• **Information**
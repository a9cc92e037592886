//! Type-name binding: turns names as written into qualified binary names.
//!
//! Lookup order for a simple name: type variables in scope, the current type
//! and its lexically enclosing types (and their member types), single-type
//! imports, the current package, on-demand imports, `java.lang`, then a
//! unique simple name across the program. Anything left is dangling and
//! kept as written.

use std::collections::{HashMap, HashSet};

use crate::indexer::syntax::{CompilationUnit, TypeRef};
use crate::models::{simple_name, JType, Primitive, TypeDesc};

/// Every type name known to the run, source and library.
#[derive(Debug, Default)]
pub struct TypeNames {
    known: HashSet<String>,
    by_simple: HashMap<String, Vec<String>>,
}

impl TypeNames {
    pub fn new<I: IntoIterator<Item = String>>(names: I) -> Self {
        let mut index = TypeNames::default();
        for name in names {
            index.insert(name);
        }
        index
    }

    pub fn insert(&mut self, name: String) {
        if self.known.insert(name.clone()) {
            self.by_simple
                .entry(simple_name(&name).to_string())
                .or_default()
                .push(name);
        }
    }

    pub fn contains(&self, name: &str) -> bool {
        self.known.contains(name)
    }

    pub fn len(&self) -> usize {
        self.known.len()
    }

    pub fn is_empty(&self) -> bool {
        self.known.is_empty()
    }

    fn unique_simple(&self, simple: &str) -> Option<&str> {
        match self.by_simple.get(simple).map(Vec::as_slice) {
            Some([only]) => Some(only),
            _ => None,
        }
    }

    /// `a.b.Outer.Inner` -> `a.b.Outer$Inner` when that type exists.
    pub fn resolve_dotted(&self, dotted: &str) -> Option<String> {
        if self.contains(dotted) {
            return Some(dotted.to_string());
        }
        let segments: Vec<&str> = dotted.split('.').collect();
        for split in (1..segments.len()).rev() {
            let candidate = format!("{}${}", segments[..split].join("."), segments[split..].join("$"));
            if self.contains(&candidate) {
                return Some(candidate);
            }
        }
        None
    }
}

/// Enclosing-type chain derived from a binary name: `p.A$B$1` yields
/// `p.A$B$1`, `p.A$B`, `p.A`.
pub fn lexical_chain(type_name: &str) -> Vec<&str> {
    let mut chain = vec![type_name];
    let mut current = type_name;
    while let Some(pos) = current.rfind('$') {
        current = &current[..pos];
        chain.push(current);
    }
    chain
}

/// Per-unit import table.
#[derive(Debug, Default, Clone)]
pub struct UnitScope {
    package: Option<String>,
    single: HashMap<String, String>,
    on_demand: Vec<String>,
    static_single: Vec<(String, String)>,
    static_on_demand: Vec<String>,
}

impl UnitScope {
    pub fn new(unit: &CompilationUnit) -> Self {
        let mut scope = UnitScope {
            package: unit.package.clone(),
            ..UnitScope::default()
        };
        for import in &unit.imports {
            match (import.is_static, import.is_wildcard) {
                (false, false) => {
                    let simple = import.path.rsplit('.').next().unwrap_or(&import.path);
                    scope.single.insert(simple.to_string(), import.path.clone());
                }
                (false, true) => scope.on_demand.push(import.path.clone()),
                (true, false) => {
                    if let Some((owner, member)) = import.path.rsplit_once('.') {
                        scope.static_single.push((member.to_string(), owner.to_string()));
                    }
                }
                (true, true) => scope.static_on_demand.push(import.path.clone()),
            }
        }
        scope
    }

    pub fn package(&self) -> Option<&str> {
        self.package.as_deref()
    }

    /// Resolve a type name as written. `None` means the name is not a known
    /// type (it may be a variable or a package prefix).
    pub fn resolve_known(&self, names: &TypeNames, written: &str, current: Option<&str>) -> Option<String> {
        if written.contains('.') {
            let (head, rest) = written.split_once('.')?;
            if let Some(outer) = self.resolve_known(names, head, current) {
                if let Some(found) = names.resolve_dotted(&format!("{outer}.{rest}")) {
                    return Some(found);
                }
            }
            return names.resolve_dotted(written);
        }

        if let Some(current) = current {
            for owner in lexical_chain(current) {
                if simple_name(owner) == written {
                    return Some(owner.to_string());
                }
                let member = format!("{owner}${written}");
                if names.contains(&member) {
                    return Some(member);
                }
            }
        }
        if let Some(path) = self.single.get(written) {
            if let Some(found) = names.resolve_dotted(path) {
                return Some(found);
            }
        }
        let same_package = match &self.package {
            Some(package) => format!("{package}.{written}"),
            None => written.to_string(),
        };
        if names.contains(&same_package) {
            return Some(same_package);
        }
        for prefix in &self.on_demand {
            if let Some(found) = names.resolve_dotted(&format!("{prefix}.{written}")) {
                return Some(found);
            }
        }
        let lang = format!("java.lang.{written}");
        if names.contains(&lang) {
            return Some(lang);
        }
        names.unique_simple(written).map(str::to_string)
    }

    /// Resolve a type name, falling back to a dangling name.
    pub fn resolve_type_name(&self, names: &TypeNames, written: &str, current: Option<&str>) -> String {
        if let Some(found) = self.resolve_known(names, written, current) {
            return found;
        }
        match self.single.get(written) {
            Some(path) => path.clone(),
            None => written.to_string(),
        }
    }

    /// Bind a written type to a static type. Callers handle `var` first.
    pub fn bind(&self, names: &TypeNames, ty: &TypeRef, current: Option<&str>, vars: &[String]) -> JType {
        let base = if let Some(p) = Primitive::from_keyword(&ty.name) {
            JType::new(TypeDesc::Primitive(p))
        } else if vars.iter().any(|v| *v == ty.name) {
            JType::new(TypeDesc::TypeVar(ty.name.clone()))
        } else {
            let args = ty
                .args
                .iter()
                .map(|a| self.bind(names, a, current, vars))
                .collect();
            JType::with_args(
                TypeDesc::Reference(self.resolve_type_name(names, &ty.name, current)),
                args,
            )
        };
        (0..ty.dims).fold(base, |element, _| {
            JType::with_args(TypeDesc::Array(Box::new(element.desc)), element.args)
        })
    }

    /// Types a statically imported member named `member` may come from.
    pub fn static_import_owners(&self, names: &TypeNames, member: &str) -> Vec<String> {
        let mut owners = Vec::new();
        for (name, owner) in &self.static_single {
            if name == member {
                if let Some(found) = names.resolve_dotted(owner) {
                    owners.push(found);
                }
            }
        }
        for owner in &self.static_on_demand {
            if let Some(found) = names.resolve_dotted(owner) {
                if !owners.contains(&found) {
                    owners.push(found);
                }
            }
        }
        owners
    }
}

#[cfg(test)]
mod tests {
    use super::*;
    use crate::indexer::syntax::Import;
    use std::path::PathBuf;

    fn unit(package: Option<&str>, imports: &[(&str, bool, bool)]) -> CompilationUnit {
        CompilationUnit {
            path: PathBuf::from("X.java"),
            package: package.map(str::to_string),
            imports: imports
                .iter()
                .map(|(path, is_static, is_wildcard)| Import {
                    path: path.to_string(),
                    is_static: *is_static,
                    is_wildcard: *is_wildcard,
                })
                .collect(),
            types: Vec::new(),
            has_errors: false,
        }
    }

    fn names() -> TypeNames {
        TypeNames::new(
            [
                "java.lang.String",
                "java.util.List",
                "java.util.Map",
                "java.util.Map$Entry",
                "a.A",
                "a.A$Inner",
                "b.Helper",
                "c.Unique",
            ]
            .into_iter()
            .map(str::to_string),
        )
    }

    #[test]
    fn test_resolution_order() {
        let names = names();
        let scope = UnitScope::new(&unit(Some("a"), &[("java.util.List", false, false), ("b", false, true)]));
        assert_eq!(scope.resolve_type_name(&names, "Inner", Some("a.A")), "a.A$Inner");
        assert_eq!(scope.resolve_type_name(&names, "A", Some("a.A$Inner")), "a.A");
        assert_eq!(scope.resolve_type_name(&names, "List", None), "java.util.List");
        assert_eq!(scope.resolve_type_name(&names, "Helper", None), "b.Helper");
        assert_eq!(scope.resolve_type_name(&names, "String", None), "java.lang.String");
        assert_eq!(scope.resolve_type_name(&names, "Unique", None), "c.Unique");
        assert_eq!(scope.resolve_type_name(&names, "Missing", None), "Missing");
    }

    #[test]
    fn test_dotted_names_resolve_nested_types() {
        let names = names();
        let scope = UnitScope::new(&unit(None, &[("java.util.Map", false, false)]));
        assert_eq!(scope.resolve_type_name(&names, "Map.Entry", None), "java.util.Map$Entry");
        assert_eq!(scope.resolve_type_name(&names, "java.util.Map.Entry", None), "java.util.Map$Entry");
    }

    #[test]
    fn test_bind_type_vars_and_arrays() {
        let names = names();
        let scope = UnitScope::new(&unit(Some("a"), &[]));
        let ty = TypeRef {
            name: "java.util.List".into(),
            args: vec![TypeRef::named("T")],
            dims: 1,
        };
        let bound = scope.bind(&names, &ty, None, &["T".to_string()]);
        assert_eq!(bound.desc.encode(), "[Qjava.util.List;");
        assert_eq!(bound.args[0].desc, TypeDesc::TypeVar("T".into()));
    }

    #[test]
    fn test_static_import_owners() {
        let names = names();
        let scope = UnitScope::new(&unit(None, &[("b.Helper.run", true, false), ("a.A", true, true)]));
        assert_eq!(scope.static_import_owners(&names, "run"), vec!["b.Helper", "a.A"]);
        assert_eq!(scope.static_import_owners(&names, "other"), vec!["a.A"]);
    }

    #[test]
    fn test_lexical_chain() {
        assert_eq!(lexical_chain("p.A$B$1"), vec!["p.A$B$1", "p.A$B", "p.A"]);
    }
}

• **Exercise goal**
If a line falls between the first line of the entries and the line containing "pub fn resolve_dotted(&self, dotted: &str)", or is one of those two, restate it word for word; leave all other lines out.

• **Answer to this task**
repository a9cc92e037592886
//! Type-name binding: turns names as written into qualified binary names.
//!
//! Lookup order for a simple name: type variables in scope, the current type
//! and its lexically enclosing types (and their member types), single-type
//! imports, the current package, on-demand imports, `java.lang`, then a
//! unique simple name across the program. Anything left is dangling and
//! kept as written.

use std::collections::{HashMap, HashSet};

use crate::indexer::syntax::{CompilationUnit, TypeRef};
use crate::models::{simple_name, JType, Primitive, TypeDesc};

/// Every type name known to the run, source and library.
#[derive(Debug, Default)]
pub struct TypeNames {
    known: HashSet<String>,
    by_simple: HashMap<String, Vec<String>>,
}

impl TypeNames {
    pub fn new<I: IntoIterator<Item = String>>(names: I) -> Self {
        let mut index = TypeNames::default();
        for name in names {
            index.insert(name);
        }
        index
    }

    pub fn insert(&mut self, name: String) {
        if self.known.insert(name.clone()) {
            self.by_simple
                .entry(simple_name(&name).to_string())
                .or_default()
                .push(name);
        }
    }

    pub fn contains(&self, name: &str) -> bool {
        self.known.contains(name)
    }

    pub fn len(&self) -> usize {
        self.known.len()
    }

    pub fn is_empty(&self) -> bool {
        self.known.is_empty()
    }

    fn unique_simple(&self, simple: &str) -> Option<&str> {
        match self.by_simple.get(simple).map(Vec::as_slice) {
            Some([only]) => Some(only),
            _ => None,
        }
    }

    /// `a.b.Outer.Inner` -> `a.b.Outer$Inner` when that type exists.
    pub fn resolve_dotted(&self, dotted: &str) -> Option<String> {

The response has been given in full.